What needs to be done: Identify each line in the records below that contains the word "wait", and copy it.

Data excerpts:
□ □ □

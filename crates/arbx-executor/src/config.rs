//! Engine configuration.
//!
//! Every field has a serde default so partial TOML files work. Per-venue
//! settings live under `[venues.<name>]` with a `[venues.default]` fallback;
//! order modes can be overridden per instrument with `venue:INSTRUMENT` keys.

use std::collections::HashMap;
use std::path::Path;
use std::time::Duration;

use arbx_core::{InstrumentId, OrderType, Price, VenueId};
use rust_decimal::Decimal;
use serde::{Deserialize, Serialize};

use crate::error::{ExecutorError, ExecutorResult};

/// Key of the fallback venue entry.
pub const DEFAULT_VENUE_KEY: &str = "default";

/// Operating mode.
#[derive(Debug, Clone, Copy, PartialEq, Eq, Default, Serialize, Deserialize)]
#[serde(rename_all = "lowercase")]
pub enum OperatingMode {
    /// Log requests, place nothing.
    #[default]
    Observation,
    /// Place orders.
    Trading,
}

// ============================================================================
// Retry / Compensation / Limit-Limit / Probe
// ============================================================================

/// Placement retry policy.
#[derive(Debug, Clone, Serialize, Deserialize)]
pub struct RetryConfig {
    /// Total attempts including the first. Default: 3.
    #[serde(default = "default_max_attempts")]
    pub max_attempts: u32,
    /// Backoff base for transient errors (ms). Default: 2,000.
    #[serde(default = "default_retry_base_ms")]
    pub base_delay_ms: u64,
    /// Backoff cap (ms). Default: 15,000.
    #[serde(default = "default_retry_max_ms")]
    pub max_delay_ms: u64,
}

fn default_max_attempts() -> u32 {
    3
}

fn default_retry_base_ms() -> u64 {
    2_000
}

fn default_retry_max_ms() -> u64 {
    15_000
}

impl Default for RetryConfig {
    fn default() -> Self {
        Self {
            max_attempts: default_max_attempts(),
            base_delay_ms: default_retry_base_ms(),
            max_delay_ms: default_retry_max_ms(),
        }
    }
}

/// Unwind behavior.
#[derive(Debug, Clone, Serialize, Deserialize)]
pub struct CompensationConfig {
    /// Unwind attempts on the remaining quantity. Default: 3.
    #[serde(default = "default_max_attempts")]
    pub max_attempts: u32,
    /// Fill wait per unwind order (ms). Default: 10,000.
    #[serde(default = "default_market_timeout_ms")]
    pub timeout_ms: u64,
    /// Trip the halt latch when an unwind fails. Default: true.
    #[serde(default = "default_true")]
    pub halt_on_failure: bool,
}

fn default_true() -> bool {
    true
}

impl Default for CompensationConfig {
    fn default() -> Self {
        Self {
            max_attempts: default_max_attempts(),
            timeout_ms: default_market_timeout_ms(),
            halt_on_failure: true,
        }
    }
}

/// Dual-limit execution settings.
#[derive(Debug, Clone, Serialize, Deserialize)]
pub struct LimitLimitConfig {
    /// Allow both legs as concurrent limit orders. Default: true.
    #[serde(default = "default_true")]
    pub enabled: bool,
    /// Corrective limit orders before falling back to market. Default: 1.
    #[serde(default = "default_corrective_limit_attempts")]
    pub corrective_limit_attempts: u32,
}

fn default_corrective_limit_attempts() -> u32 {
    1
}

impl Default for LimitLimitConfig {
    fn default() -> Self {
        Self {
            enabled: true,
            corrective_limit_attempts: default_corrective_limit_attempts(),
        }
    }
}

/// Reduce-only recovery probe schedule.
#[derive(Debug, Clone, Serialize, Deserialize)]
pub struct ProbeConfig {
    #[serde(default = "default_true")]
    pub enabled: bool,
    /// Period between probe rounds (secs). Default: 3,600.
    #[serde(default = "default_probe_interval_secs")]
    pub interval_secs: u64,
    /// Offset into each period (secs). Default: 5 (minute 0, second 5).
    #[serde(default = "default_probe_offset_secs")]
    pub offset_secs: u64,
    /// Probe order quantity. Default: 0.001.
    #[serde(default = "default_probe_quantity")]
    pub quantity: Decimal,
}

fn default_probe_interval_secs() -> u64 {
    3_600
}

fn default_probe_offset_secs() -> u64 {
    5
}

fn default_probe_quantity() -> Decimal {
    Decimal::new(1, 3)
}

impl Default for ProbeConfig {
    fn default() -> Self {
        Self {
            enabled: true,
            interval_secs: default_probe_interval_secs(),
            offset_secs: default_probe_offset_secs(),
            quantity: default_probe_quantity(),
        }
    }
}

// ============================================================================
// Venue Settings
// ============================================================================

/// Per-venue rate limit.
#[derive(Debug, Clone, Serialize, Deserialize)]
pub struct RateLimitConfig {
    /// Concurrent reservations. Default: 1.
    #[serde(default = "default_max_concurrent")]
    pub max_concurrent: usize,
    /// Minimum spacing between reservations (ms). Default: 0.
    #[serde(default)]
    pub min_interval_ms: u64,
    /// Cooldown after a throttling response without a hint (ms). Default: 1,000.
    #[serde(default = "default_cooldown_ms")]
    pub cooldown_ms: u64,
}

fn default_max_concurrent() -> usize {
    1
}

fn default_cooldown_ms() -> u64 {
    1_000
}

impl Default for RateLimitConfig {
    fn default() -> Self {
        Self {
            max_concurrent: default_max_concurrent(),
            min_interval_ms: 0,
            cooldown_ms: default_cooldown_ms(),
        }
    }
}

/// Order shape and limit pricing for a venue or venue:instrument.
#[derive(Debug, Clone, Serialize, Deserialize)]
pub struct OrderModeConfig {
    /// Default: limit.
    #[serde(default = "default_order_type")]
    pub order_type: OrderType,
    /// Higher runs first when one limit leg must lead. Default: 0.
    #[serde(default)]
    pub priority: i32,
    /// Percentage improvement for limit prices. Default: 0.001 (0.1%).
    #[serde(default = "default_limit_offset_pct")]
    pub limit_offset_pct: Decimal,
    /// Step one tick inside the target instead of using a percentage.
    #[serde(default)]
    pub use_tick_precision: bool,
    /// Tick size; derived from the target price's decimals when absent.
    #[serde(default)]
    pub tick_size: Option<Price>,
    /// Never run this venue in a concurrent dual-limit pair.
    #[serde(default)]
    pub force_sequential_limit: bool,
}

fn default_order_type() -> OrderType {
    OrderType::Limit
}

fn default_limit_offset_pct() -> Decimal {
    Decimal::new(1, 3)
}

impl Default for OrderModeConfig {
    fn default() -> Self {
        Self {
            order_type: default_order_type(),
            priority: 0,
            limit_offset_pct: default_limit_offset_pct(),
            use_tick_precision: false,
            tick_size: None,
            force_sequential_limit: false,
        }
    }
}

/// Settings for one venue.
#[derive(Debug, Clone, Default, Serialize, Deserialize)]
pub struct VenueConfig {
    #[serde(default)]
    pub rate_limit: RateLimitConfig,
    #[serde(default)]
    pub order_mode: OrderModeConfig,
    /// Serialize create/cancel calls through one lock.
    #[serde(default)]
    pub sequenced_orders: bool,
    /// Send closing and unwind orders as reduce-only.
    #[serde(default)]
    pub reduce_only_on_close: bool,
}

// ============================================================================
// EngineConfig
// ============================================================================

/// Execution engine configuration.
#[derive(Debug, Clone, Serialize, Deserialize)]
pub struct EngineConfig {
    #[serde(default)]
    pub mode: OperatingMode,
    /// Skip the inter-round pause (segmented entries pace themselves).
    #[serde(default)]
    pub segmented: bool,
    /// Pause between consecutive requests (ms). Default: 0.
    #[serde(default)]
    pub round_pause_ms: u64,
    /// Fill wait for limit orders (ms). Default: 60,000.
    #[serde(default = "default_limit_timeout_ms")]
    pub limit_order_timeout_ms: u64,
    /// Fill wait for market orders (ms). Default: 10,000.
    #[serde(default = "default_market_timeout_ms")]
    pub market_order_timeout_ms: u64,
    /// Poll interval without push (ms). Default: 2,000.
    #[serde(default = "default_poll_interval_ms")]
    pub poll_interval_ms: u64,
    #[serde(default)]
    pub retry: RetryConfig,
    #[serde(default)]
    pub compensation: CompensationConfig,
    #[serde(default)]
    pub limit_limit: LimitLimitConfig,
    #[serde(default)]
    pub probe: ProbeConfig,
    /// Venue settings; `default` applies to unlisted venues.
    #[serde(default)]
    pub venues: HashMap<String, VenueConfig>,
    /// Order modes keyed by `venue:INSTRUMENT`.
    #[serde(default)]
    pub order_mode_overrides: HashMap<String, OrderModeConfig>,
}

fn default_limit_timeout_ms() -> u64 {
    60_000
}

fn default_market_timeout_ms() -> u64 {
    10_000
}

fn default_poll_interval_ms() -> u64 {
    2_000
}

impl Default for EngineConfig {
    fn default() -> Self {
        Self {
            mode: OperatingMode::default(),
            segmented: false,
            round_pause_ms: 0,
            limit_order_timeout_ms: default_limit_timeout_ms(),
            market_order_timeout_ms: default_market_timeout_ms(),
            poll_interval_ms: default_poll_interval_ms(),
            retry: RetryConfig::default(),
            compensation: CompensationConfig::default(),
            limit_limit: LimitLimitConfig::default(),
            probe: ProbeConfig::default(),
            venues: HashMap::new(),
            order_mode_overrides: HashMap::new(),
        }
    }
}

impl EngineConfig {
    /// Parse from TOML text.
    pub fn from_toml_str(content: &str) -> ExecutorResult<Self> {
        let config: Self = toml::from_str(content)
            .map_err(|e| ExecutorError::Config(format!("Failed to parse config: {e}")))?;
        config.validate()?;
        Ok(config)
    }

    /// Load from a TOML file.
    pub fn from_file(path: impl AsRef<Path>) -> ExecutorResult<Self> {
        let content = std::fs::read_to_string(path.as_ref())
            .map_err(|e| ExecutorError::Config(format!("Failed to read config: {e}")))?;
        Self::from_toml_str(&content)
    }

    /// Reject settings the engine cannot run with.
    pub fn validate(&self) -> ExecutorResult<()> {
        if self.retry.max_attempts == 0 {
            return Err(ExecutorError::Config(
                "retry.max_attempts must be at least 1".to_string(),
            ));
        }
        if self.compensation.max_attempts == 0 {
            return Err(ExecutorError::Config(
                "compensation.max_attempts must be at least 1".to_string(),
            ));
        }
        if self.poll_interval_ms == 0 {
            return Err(ExecutorError::Config(
                "poll_interval_ms must be positive".to_string(),
            ));
        }
        for (name, venue) in &self.venues {
            if venue.rate_limit.max_concurrent == 0 {
                return Err(ExecutorError::Config(format!(
                    "venues.{name}.rate_limit.max_concurrent must be at least 1"
                )));
            }
        }
        if self.probe.quantity <= Decimal::ZERO {
            return Err(ExecutorError::Config(
                "probe.quantity must be positive".to_string(),
            ));
        }
        Ok(())
    }

    #[must_use]
    pub fn is_observation_mode(&self) -> bool {
        self.mode == OperatingMode::Observation
    }

    /// Settings for a venue, falling back to `default`, then built-in defaults.
    #[must_use]
    pub fn venue(&self, venue: &VenueId) -> VenueConfig {
        self.venues
            .get(venue.as_str())
            .or_else(|| self.venues.get(DEFAULT_VENUE_KEY))
            .cloned()
            .unwrap_or_default()
    }

    /// Order mode for a leg: `venue:INSTRUMENT`, then the venue, then `default`.
    #[must_use]
    pub fn order_mode(&self, venue: &VenueId, instrument: &InstrumentId) -> OrderModeConfig {
        let key = format!("{venue}:{instrument}");
        self.order_mode_overrides
            .get(&key)
            .cloned()
            .unwrap_or_else(|| self.venue(venue).order_mode)
    }

    #[must_use]
    pub fn limit_order_timeout(&self) -> Duration {
        Duration::from_millis(self.limit_order_timeout_ms)
    }

    #[must_use]
    pub fn market_order_timeout(&self) -> Duration {
        Duration::from_millis(self.market_order_timeout_ms)
    }

    #[must_use]
    pub fn poll_interval(&self) -> Duration {
        Duration::from_millis(self.poll_interval_ms)
    }

    #[must_use]
    pub fn round_pause(&self) -> Duration {
        Duration::from_millis(self.round_pause_ms)
    }

    #[must_use]
    pub fn compensation_timeout(&self) -> Duration {
        Duration::from_millis(self.compensation.timeout_ms)
    }
}

#[cfg(test)]
mod tests {
    use super::*;
    use rust_decimal_macros::dec;

    #[test]
    fn test_defaults_from_empty_toml() {
        let config = EngineConfig::from_toml_str("").unwrap();
        assert!(config.is_observation_mode());
        assert_eq!(config.limit_order_timeout(), Duration::from_secs(60));
        assert_eq!(config.retry.max_attempts, 3);
        assert_eq!(config.retry.base_delay_ms, 2_000);
        assert_eq!(config.retry.max_delay_ms, 15_000);
        assert_eq!(config.probe.quantity, dec!(0.001));

        let venue = config.venue(&VenueId::new("alpha"));
        assert_eq!(venue.rate_limit.max_concurrent, 1);
        assert_eq!(venue.rate_limit.min_interval_ms, 0);
        assert_eq!(venue.rate_limit.cooldown_ms, 1_000);
        assert_eq!(venue.order_mode.limit_offset_pct, dec!(0.001));
    }

    #[test]
    fn test_order_mode_lookup_order() {
        let config = EngineConfig::from_toml_str(
            r#"
            mode = "trading"

            [venues.default.order_mode]
            order_type = "market"

            [venues.alpha.order_mode]
            order_type = "limit"
            priority = 2

            [order_mode_overrides."alpha:BTC"]
            order_type = "market"
            "#,
        )
        .unwrap();

        let alpha = VenueId::new("alpha");
        assert_eq!(
            config.order_mode(&alpha, &InstrumentId::new("ETH")).order_type,
            OrderType::Limit
        );
        assert_eq!(
            config.order_mode(&alpha, &InstrumentId::new("btc")).order_type,
            OrderType::Market
        );
        assert_eq!(
            config
                .order_mode(&VenueId::new("beta"), &InstrumentId::new("ETH"))
                .order_type,
            OrderType::Market
        );
    }

    #[test]
    fn test_validate_rejects_zero_concurrency() {
        let err = EngineConfig::from_toml_str(
            r#"
            [venues.alpha.rate_limit]
            max_concurrent = 0
            "#,
        )
        .unwrap_err();
        assert!(err.to_string().contains("max_concurrent"));
    }
}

□ □ □

Solution to the problem:
    /// Fill wait per unwind order (ms). Default: 10,000.
    /// Fill wait for limit orders (ms). Default: 60,000.
    /// Fill wait for market orders (ms). Default: 10,000.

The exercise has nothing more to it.